*** Opening PROVIDED DATA ***
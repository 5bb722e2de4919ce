//! Configuration type definitions

use crate::input::ButtonLadder;
use crate::params::MAX_FIELD_DIGITS;

/// Mechanical travel limit of the track in millimetres
pub const MAX_TRAVEL_DISTANCE_MM: u32 = 1300;

/// Motor steps per millimetre of carriage travel
pub const DEFAULT_STEPS_PER_MM: u32 = 5;

/// Character columns on the display
pub const DEFAULT_DISPLAY_COLS: u8 = 16;

/// Character rows on the display
pub const DEFAULT_DISPLAY_ROWS: u8 = 2;

/// Shortest allowed time between step pulses (5 kHz)
pub const DEFAULT_MIN_PULSE_PERIOD_US: u32 = 200;

/// Supervisory loop polling period
pub const DEFAULT_POLL_INTERVAL_US: u32 = 1000;

/// Width of the active step pulse
pub const DEFAULT_STEP_PULSE_US: u32 = 2;

/// Shutter trigger timing
///
/// The whole window (`open_ms`) runs with the pulse timer stopped:
/// `settle_ms` low, `pulse_ms` high, then low for the remainder.
#[derive(Debug, Clone, Copy, PartialEq, Eq)]
#[cfg_attr(feature = "defmt", derive(defmt::Format))]
pub struct ShutterConfig {
    /// Delay after the carriage stops, before the trigger goes high
    pub settle_ms: u32,
    /// Trigger pulse width
    pub pulse_ms: u32,
    /// Total shutter window, including settle and pulse
    pub open_ms: u32,
}

impl ShutterConfig {
    /// Time the line is held low after the pulse
    pub fn hold_ms(&self) -> u32 {
        self.open_ms
            .saturating_sub(self.settle_ms)
            .saturating_sub(self.pulse_ms)
    }
}

impl Default for ShutterConfig {
    fn default() -> Self {
        Self {
            settle_ms: 100,
            pulse_ms: 100,
            open_ms: 1000,
        }
    }
}

/// Button debounce timing
#[derive(Debug, Clone, Copy, PartialEq, Eq)]
#[cfg_attr(feature = "defmt", derive(defmt::Format))]
pub struct DebounceConfig {
    /// A reading must hold this long before it becomes a candidate press
    pub settle_ms: u32,
    /// Sampling period while waiting for a click
    pub poll_ms: u32,
}

impl Default for DebounceConfig {
    fn default() -> Self {
        Self {
            settle_ms: 50,
            poll_ms: 5,
        }
    }
}

/// Number of digits in each editable field
#[derive(Debug, Clone, Copy, PartialEq, Eq)]
#[cfg_attr(feature = "defmt", derive(defmt::Format))]
pub struct DigitCounts {
    /// Distance in millimetres
    pub distance: u8,
    /// Duration in seconds
    pub duration: u8,
    /// Camera steps
    pub steps: u8,
}

impl Default for DigitCounts {
    fn default() -> Self {
        Self {
            distance: 4,
            duration: 5,
            steps: 4,
        }
    }
}

/// Configuration errors
#[derive(Debug, Clone, Copy, PartialEq, Eq)]
#[cfg_attr(feature = "defmt", derive(defmt::Format))]
pub enum ConfigError {
    /// `steps_per_mm` is zero
    ZeroStepsPerMm,
    /// Travel limit is zero or does not fit in the distance field
    TravelLimit,
    /// Settle plus pulse time exceeds the shutter window
    ShutterTiming,
    /// Ladder thresholds are not strictly ascending
    LadderOrder,
    /// A digit count is zero or larger than the editor supports
    DigitCount,
    /// Display is too small for the menu
    DisplaySize,
    /// Polling or pulse timing is zero
    Timing,
}

/// Complete slider configuration
#[derive(Debug, Clone, Copy, PartialEq, Eq)]
#[cfg_attr(feature = "defmt", derive(defmt::Format))]
pub struct SliderConfig {
    /// Motor steps per millimetre of travel
    pub steps_per_mm: u32,
    /// Mechanical travel limit in millimetres
    pub max_travel_mm: u32,
    /// Display columns
    pub display_cols: u8,
    /// Display rows
    pub display_rows: u8,
    /// Fastest step rate the driver and mechanics accept
    pub min_pulse_period_us: u32,
    /// Supervisory loop polling period
    pub poll_interval_us: u32,
    /// Active width of one step pulse
    pub step_pulse_us: u32,
    /// Shutter trigger timing
    pub shutter: ShutterConfig,
    /// Button debounce timing
    pub debounce: DebounceConfig,
    /// Analog button ladder thresholds
    pub ladder: ButtonLadder,
    /// Editable field widths
    pub digits: DigitCounts,
}

impl Default for SliderConfig {
    fn default() -> Self {
        Self {
            steps_per_mm: DEFAULT_STEPS_PER_MM,
            max_travel_mm: MAX_TRAVEL_DISTANCE_MM,
            display_cols: DEFAULT_DISPLAY_COLS,
            display_rows: DEFAULT_DISPLAY_ROWS,
            min_pulse_period_us: DEFAULT_MIN_PULSE_PERIOD_US,
            poll_interval_us: DEFAULT_POLL_INTERVAL_US,
            step_pulse_us: DEFAULT_STEP_PULSE_US,
            shutter: ShutterConfig::default(),
            debounce: DebounceConfig::default(),
            ladder: ButtonLadder::default(),
            digits: DigitCounts::default(),
        }
    }
}

impl SliderConfig {
    /// Check the configuration for values the firmware cannot run with
    pub fn validate(&self) -> Result<(), ConfigError> {
        if self.steps_per_mm == 0 {
            return Err(ConfigError::ZeroStepsPerMm);
        }

        for count in [self.digits.distance, self.digits.duration, self.digits.steps] {
            if count == 0 || count as usize > MAX_FIELD_DIGITS {
                return Err(ConfigError::DigitCount);
            }
        }

        if self.max_travel_mm == 0 || self.max_travel_mm > max_for_digits(self.digits.distance) {
            return Err(ConfigError::TravelLimit);
        }

        if self.shutter.settle_ms + self.shutter.pulse_ms > self.shutter.open_ms {
            return Err(ConfigError::ShutterTiming);
        }

        if !self.ladder.is_ascending() {
            return Err(ConfigError::LadderOrder);
        }

        // Widest value line: digits, a space and the longest unit
        let widest = self.digits.distance.max(self.digits.duration).max(self.digits.steps) + 6;
        if self.display_rows < 2 || self.display_cols < widest {
            return Err(ConfigError::DisplaySize);
        }

        if self.poll_interval_us == 0
            || self.min_pulse_period_us == 0
            || self.step_pulse_us == 0
            || self.step_pulse_us >= self.min_pulse_period_us
            || self.debounce.poll_ms == 0
        {
            return Err(ConfigError::Timing);
        }

        Ok(())
    }
}

/// Largest value representable in `count` decimal digits
pub fn max_for_digits(count: u8) -> u32 {
    10u32.saturating_pow(count as u32).saturating_sub(1)
}

#[cfg(test)]
mod tests {
    use super::*;

    #[test]
    fn test_default_config_is_valid() {
        assert_eq!(SliderConfig::default().validate(), Ok(()));
    }

    #[test]
    fn test_shutter_hold_time() {
        let shutter = ShutterConfig::default();
        assert_eq!(shutter.hold_ms(), 800);

        let tight = ShutterConfig {
            settle_ms: 600,
            pulse_ms: 600,
            open_ms: 1000,
        };
        assert_eq!(tight.hold_ms(), 0);
    }

    #[test]
    fn test_rejects_bad_shutter_timing() {
        let mut config = SliderConfig::default();
        config.shutter.pulse_ms = 2000;
        assert_eq!(config.validate(), Err(ConfigError::ShutterTiming));
    }

    #[test]
    fn test_rejects_travel_that_does_not_fit_field() {
        let mut config = SliderConfig::default();
        config.digits.distance = 3;
        assert_eq!(config.validate(), Err(ConfigError::TravelLimit));
    }

    #[test]
    fn test_rejects_zero_steps_per_mm() {
        let config = SliderConfig {
            steps_per_mm: 0,
            ..Default::default()
        };
        assert_eq!(config.validate(), Err(ConfigError::ZeroStepsPerMm));
    }

    #[test]
    fn test_rejects_unordered_ladder() {
        let config = SliderConfig {
            ladder: ButtonLadder::new([200, 1000, 900, 2600, 3400]),
            ..Default::default()
        };
        assert_eq!(config.validate(), Err(ConfigError::LadderOrder));
    }

    #[test]
    fn test_max_for_digits() {
        assert_eq!(max_for_digits(1), 9);
        assert_eq!(max_for_digits(4), 9999);
        assert_eq!(max_for_digits(6), 999_999);
    }
}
*** Closing PROVIDED DATA ***
If the word "ShutterConfig" appears in a line above, copy that line.

**REPLY TO THE TASK**
pub struct ShutterConfig {
impl ShutterConfig {
impl Default for ShutterConfig {
    pub shutter: ShutterConfig,
            shutter: ShutterConfig::default(),
        let shutter = ShutterConfig::default();
        let tight = ShutterConfig {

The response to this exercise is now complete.